__DIRECTIONS__
The answer should consist of all the records, copied exactly.

[Collected data entries]
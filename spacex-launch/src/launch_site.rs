use serde::{Deserialize, Serialize};
use std::fmt;

/// Dropdown value meaning "every launch site".
pub const ALL_SITES_VALUE: &str = "ALL";

/// Dropdown label for [`ALL_SITES_VALUE`].
pub const ALL_SITES_LABEL: &str = "All Sites";

/// The four launch sites offered by the site dropdown.
#[derive(Debug, Clone, Copy, PartialEq, Eq, Hash, Serialize, Deserialize)]
pub enum LaunchSite {
    CcafsLc40,
    CcafsSlc40,
    KscLc39a,
    VafbSlc4e,
}

impl LaunchSite {
    /// Dropdown order.
    pub const ALL: [LaunchSite; 4] = [
        LaunchSite::CcafsLc40,
        LaunchSite::CcafsSlc40,
        LaunchSite::KscLc39a,
        LaunchSite::VafbSlc4e,
    ];

    /// Site name as it appears in the `Launch Site` column.
    pub fn name(self) -> &'static str {
        match self {
            LaunchSite::CcafsLc40 => "CCAFS LC-40",
            LaunchSite::CcafsSlc40 => "CCAFS SLC-40",
            LaunchSite::KscLc39a => "KSC LC-39A",
            LaunchSite::VafbSlc4e => "VAFB SLC-4E",
        }
    }

    pub fn from_name(name: &str) -> Option<Self> {
        Self::ALL.into_iter().find(|site| site.name() == name)
    }
}

impl fmt::Display for LaunchSite {
    fn fmt(&self, f: &mut fmt::Formatter<'_>) -> fmt::Result {
        f.write_str(self.name())
    }
}

/// The site dropdown selection.
///
/// `Site` holds any site name, not only the four fixed ones; a name that
/// matches no record simply selects nothing.
#[derive(Debug, Clone, Default, PartialEq, Eq, Hash, Serialize, Deserialize)]
pub enum SiteFilter {
    #[default]
    All,
    Site(String),
}

impl SiteFilter {
    /// Parse a dropdown value. `"ALL"` is the sentinel; anything else is a
    /// site name taken verbatim.
    pub fn from_value(value: &str) -> Self {
        if value == ALL_SITES_VALUE {
            SiteFilter::All
        } else {
            SiteFilter::Site(value.to_string())
        }
    }

    /// The dropdown value for this selection.
    pub fn value(&self) -> &str {
        match self {
            SiteFilter::All => ALL_SITES_VALUE,
            SiteFilter::Site(name) => name,
        }
    }

    pub fn site_name(&self) -> Option<&str> {
        match self {
            SiteFilter::All => None,
            SiteFilter::Site(name) => Some(name),
        }
    }

    /// `(value, label)` pairs for the site dropdown, "All Sites" first.
    pub fn dropdown_options() -> Vec<(String, String)> {
        let mut options = vec![(ALL_SITES_VALUE.to_string(), ALL_SITES_LABEL.to_string())];
        options.extend(
            LaunchSite::ALL
                .iter()
                .map(|site| (site.name().to_string(), site.name().to_string())),
        );
        options
    }
}

impl From<LaunchSite> for SiteFilter {
    fn from(site: LaunchSite) -> Self {
        SiteFilter::Site(site.name().to_string())
    }
}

__OUTPUT__
filename spacex-launch/src/launch_site.rs
use serde::{Deserialize, Serialize};
use std::fmt;

/// Dropdown value meaning "every launch site".
pub const ALL_SITES_VALUE: &str = "ALL";

/// Dropdown label for [`ALL_SITES_VALUE`].
pub const ALL_SITES_LABEL: &str = "All Sites";

/// The four launch sites offered by the site dropdown.
#[derive(Debug, Clone, Copy, PartialEq, Eq, Hash, Serialize, Deserialize)]
pub enum LaunchSite {
    CcafsLc40,
    CcafsSlc40,
    KscLc39a,
    VafbSlc4e,
}

impl LaunchSite {
    /// Dropdown order.
    pub const ALL: [LaunchSite; 4] = [
        LaunchSite::CcafsLc40,
        LaunchSite::CcafsSlc40,
        LaunchSite::KscLc39a,
        LaunchSite::VafbSlc4e,
    ];

    /// Site name as it appears in the `Launch Site` column.
    pub fn name(self) -> &'static str {
        match self {
            LaunchSite::CcafsLc40 => "CCAFS LC-40",
            LaunchSite::CcafsSlc40 => "CCAFS SLC-40",
            LaunchSite::KscLc39a => "KSC LC-39A",
            LaunchSite::VafbSlc4e => "VAFB SLC-4E",
        }
    }

    pub fn from_name(name: &str) -> Option<Self> {
        Self::ALL.into_iter().find(|site| site.name() == name)
    }
}

impl fmt::Display for LaunchSite {
    fn fmt(&self, f: &mut fmt::Formatter<'_>) -> fmt::Result {
        f.write_str(self.name())
    }
}

/// The site dropdown selection.
///
/// `Site` holds any site name, not only the four fixed ones; a name that
/// matches no record simply selects nothing.
#[derive(Debug, Clone, Default, PartialEq, Eq, Hash, Serialize, Deserialize)]
pub enum SiteFilter {
    #[default]
    All,
    Site(String),
}

impl SiteFilter {
    /// Parse a dropdown value. `"ALL"` is the sentinel; anything else is a
    /// site name taken verbatim.
    pub fn from_value(value: &str) -> Self {
        if value == ALL_SITES_VALUE {
            SiteFilter::All
        } else {
            SiteFilter::Site(value.to_string())
        }
    }

    /// The dropdown value for this selection.
    pub fn value(&self) -> &str {
        match self {
            SiteFilter::All => ALL_SITES_VALUE,
            SiteFilter::Site(name) => name,
        }
    }

    pub fn site_name(&self) -> Option<&str> {
        match self {
            SiteFilter::All => None,
            SiteFilter::Site(name) => Some(name),
        }
    }

    /// `(value, label)` pairs for the site dropdown, "All Sites" first.
    pub fn dropdown_options() -> Vec<(String, String)> {
        let mut options = vec![(ALL_SITES_VALUE.to_string(), ALL_SITES_LABEL.to_string())];
        options.extend(
            LaunchSite::ALL
                .iter()
                .map(|site| (site.name().to_string(), site.name().to_string())),
        );
        options
    }
}

impl From<LaunchSite> for SiteFilter {
    fn from(site: LaunchSite) -> Self {
        SiteFilter::Site(site.name().to_string())
    }
}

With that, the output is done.